Segment Start: Dataset content

//! Structural pass: walks the tree-sitter Python syntax tree.

use specweaver_shared::{Result, SpecWeaverError};
use tree_sitter::{Node, Parser};

use crate::{ClassDecl, Findings, ImportRef};

pub struct StructuralPass {
    parser: Parser,
}

impl StructuralPass {
    pub fn new() -> Result<Self> {
        let mut parser = Parser::new();
        parser
            .set_language(&tree_sitter_python::LANGUAGE.into())
            .map_err(|e| SpecWeaverError::config(format!("failed to load Python grammar: {e}")))?;
        Ok(Self { parser })
    }

    /// Imports and class declarations of `source`.
    ///
    /// The grammar recovers from errors, so a broken file still yields the
    /// declarations that parsed; `syntax_error` records where parsing first
    /// went wrong.
    pub fn scan(&mut self, source: &str) -> Findings {
        let Some(tree) = self.parser.parse(source, None) else {
            return Findings {
                syntax_error: Some(1),
                ..Findings::default()
            };
        };

        let root = tree.root_node();
        let mut findings = Findings::default();
        if root.has_error() {
            let line = first_error(root).unwrap_or(root).start_position().row + 1;
            findings.syntax_error = Some(line);
        }
        collect(root, source.as_bytes(), &mut findings);
        findings
    }
}

fn collect(node: Node, src: &[u8], findings: &mut Findings) {
    let line = node.start_position().row + 1;
    match node.kind() {
        "import_statement" => {
            let mut cursor = node.walk();
            for name in node.children_by_field_name("name", &mut cursor) {
                if let Some(module) = imported_name(name, src) {
                    findings.imports.push(ImportRef {
                        module,
                        names: Vec::new(),
                        line,
                    });
                }
            }
        }
        "import_from_statement" => {
            let module = node
                .child_by_field_name("module_name")
                .map(|n| text(n, src))
                .unwrap_or_default();
            let mut cursor = node.walk();
            let names = node
                .children_by_field_name("name", &mut cursor)
                .filter_map(|n| imported_name(n, src))
                .collect();
            findings.imports.push(ImportRef {
                module,
                names,
                line,
            });
        }
        "class_definition" => {
            if let Some(name) = node.child_by_field_name("name") {
                findings.classes.push(ClassDecl {
                    name: text(name, src),
                    line,
                });
            }
        }
        _ => {}
    }

    let mut cursor = node.walk();
    for child in node.children(&mut cursor) {
        collect(child, src, findings);
    }
}

/// `a.b` for a dotted name, the original name for `a.b as c`.
fn imported_name(node: Node, src: &[u8]) -> Option<String> {
    let target = match node.kind() {
        "aliased_import" => node.child_by_field_name("name")?,
        _ => node,
    };
    let name = text(target, src);
    (!name.is_empty()).then_some(name)
}

fn first_error(node: Node) -> Option<Node> {
    if node.is_error() || node.is_missing() {
        return Some(node);
    }
    if !node.has_error() {
        return None;
    }
    let mut cursor = node.walk();
    for child in node.children(&mut cursor) {
        if let Some(found) = first_error(child) {
            return Some(found);
        }
    }
    None
}

fn text(node: Node, src: &[u8]) -> String {
    node.utf8_text(src).unwrap_or_default().to_string()
}

#[cfg(test)]
mod tests {
    use super::*;

    #[test]
    fn extracts_imports_and_classes() {
        let mut pass = StructuralPass::new().unwrap();
        let findings = pass.scan(
            "import os, controllers.cart_controller as cc\n\
             from views.cart_view import CartView, CartSummary as Summary\n\
             from . import helpers\n\n\
             class Cart:\n    def total(self):\n        return 0\n",
        );

        assert_eq!(findings.syntax_error, None);
        let modules: Vec<&str> = findings.imports.iter().map(|i| i.module.as_str()).collect();
        assert_eq!(modules, vec!["os", "controllers.cart_controller", "views.cart_view", "."]);
        assert_eq!(findings.imports[2].names, vec!["CartView", "CartSummary"]);
        assert_eq!(findings.imports[2].line, 2);
        assert_eq!(findings.imports[3].names, vec!["helpers"]);
        assert_eq!(findings.classes.len(), 1);
        assert_eq!(findings.classes[0].name, "Cart");
        assert_eq!(findings.classes[0].line, 5);
    }

    #[test]
    fn broken_source_reports_syntax_error_and_keeps_declarations() {
        let mut pass = StructuralPass::new().unwrap();
        let findings = pass.scan(
            "from views.order_view import OrderView\n\nclass Order:\n    def total(self:\n        return 1\n",
        );

        assert!(findings.syntax_error.is_some());
        assert!(findings.imports.iter().any(|i| i.module == "views.order_view"));
    }
}
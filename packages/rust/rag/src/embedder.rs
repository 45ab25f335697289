//! Text embedding.
//!
//! Any [`Embedder`] can back the chunk store as long as the same instance
//! embeds both chunks and queries. [`HashingEmbedder`] is the built-in,
//! dependency-free choice: signed feature hashing of word unigrams and
//! character trigrams, L2-normalised.

/// Maps text to a fixed-width vector.
pub trait Embedder {
    fn dimensions(&self) -> usize;

    fn embed(&self, text: &str) -> Vec<f32>;
}

const FNV_OFFSET: u64 = 0xcbf2_9ce4_8422_2325;
const FNV_PRIME: u64 = 0x0000_0100_0000_01b3;

/// Weight of a character trigram relative to a whole word.
const TRIGRAM_WEIGHT: f32 = 0.5;

/// Deterministic feature-hashing embedder.
#[derive(Debug, Clone)]
pub struct HashingEmbedder {
    dimensions: usize,
}

impl HashingEmbedder {
    pub fn new(dimensions: usize) -> Self {
        Self {
            dimensions: dimensions.max(1),
        }
    }

    fn add_feature(&self, vector: &mut [f32], feature: &str, weight: f32) {
        let hash = fnv1a(feature.as_bytes());
        let slot = (hash % self.dimensions as u64) as usize;
        let sign = if hash >> 63 == 0 { 1.0 } else { -1.0 };
        vector[slot] += sign * weight;
    }
}

impl Default for HashingEmbedder {
    fn default() -> Self {
        Self::new(specweaver_shared::ChunkingConfig::default().embedding_dimensions)
    }
}

impl Embedder for HashingEmbedder {
    fn dimensions(&self) -> usize {
        self.dimensions
    }

    fn embed(&self, text: &str) -> Vec<f32> {
        let mut vector = vec![0.0f32; self.dimensions];

        for word in text
            .split(|c: char| !c.is_alphanumeric())
            .filter(|w| !w.is_empty())
        {
            let word = word.to_lowercase();
            self.add_feature(&mut vector, &word, 1.0);

            let padded: Vec<char> = format!("#{word}#").chars().collect();
            for gram in padded.windows(3) {
                let gram: String = gram.iter().collect();
                self.add_feature(&mut vector, &gram, TRIGRAM_WEIGHT);
            }
        }

        let norm = vector.iter().map(|v| v * v).sum::<f32>().sqrt();
        if norm > 0.0 {
            vector.iter_mut().for_each(|v| *v /= norm);
        }
        vector
    }
}

fn fnv1a(bytes: &[u8]) -> u64 {
    bytes.iter().fold(FNV_OFFSET, |hash, b| {
        (hash ^ u64::from(*b)).wrapping_mul(FNV_PRIME)
    })
}

/// Cosine distance in `[0, 2]`; vectors with zero norm are maximally distant from everything.
pub fn cosine_distance(a: &[f32], b: &[f32]) -> f32 {
    let dot: f32 = a.iter().zip(b).map(|(x, y)| x * y).sum();
    let norm_a = a.iter().map(|v| v * v).sum::<f32>().sqrt();
    let norm_b = b.iter().map(|v| v * v).sum::<f32>().sqrt();
    if norm_a == 0.0 || norm_b == 0.0 {
        return 1.0;
    }
    (1.0 - dot / (norm_a * norm_b)).clamp(0.0, 2.0)
}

Segment End: Dataset content

## Aim of the task
Your answer should be a single number: how many lines of the material above include "match".

## Exercise output
2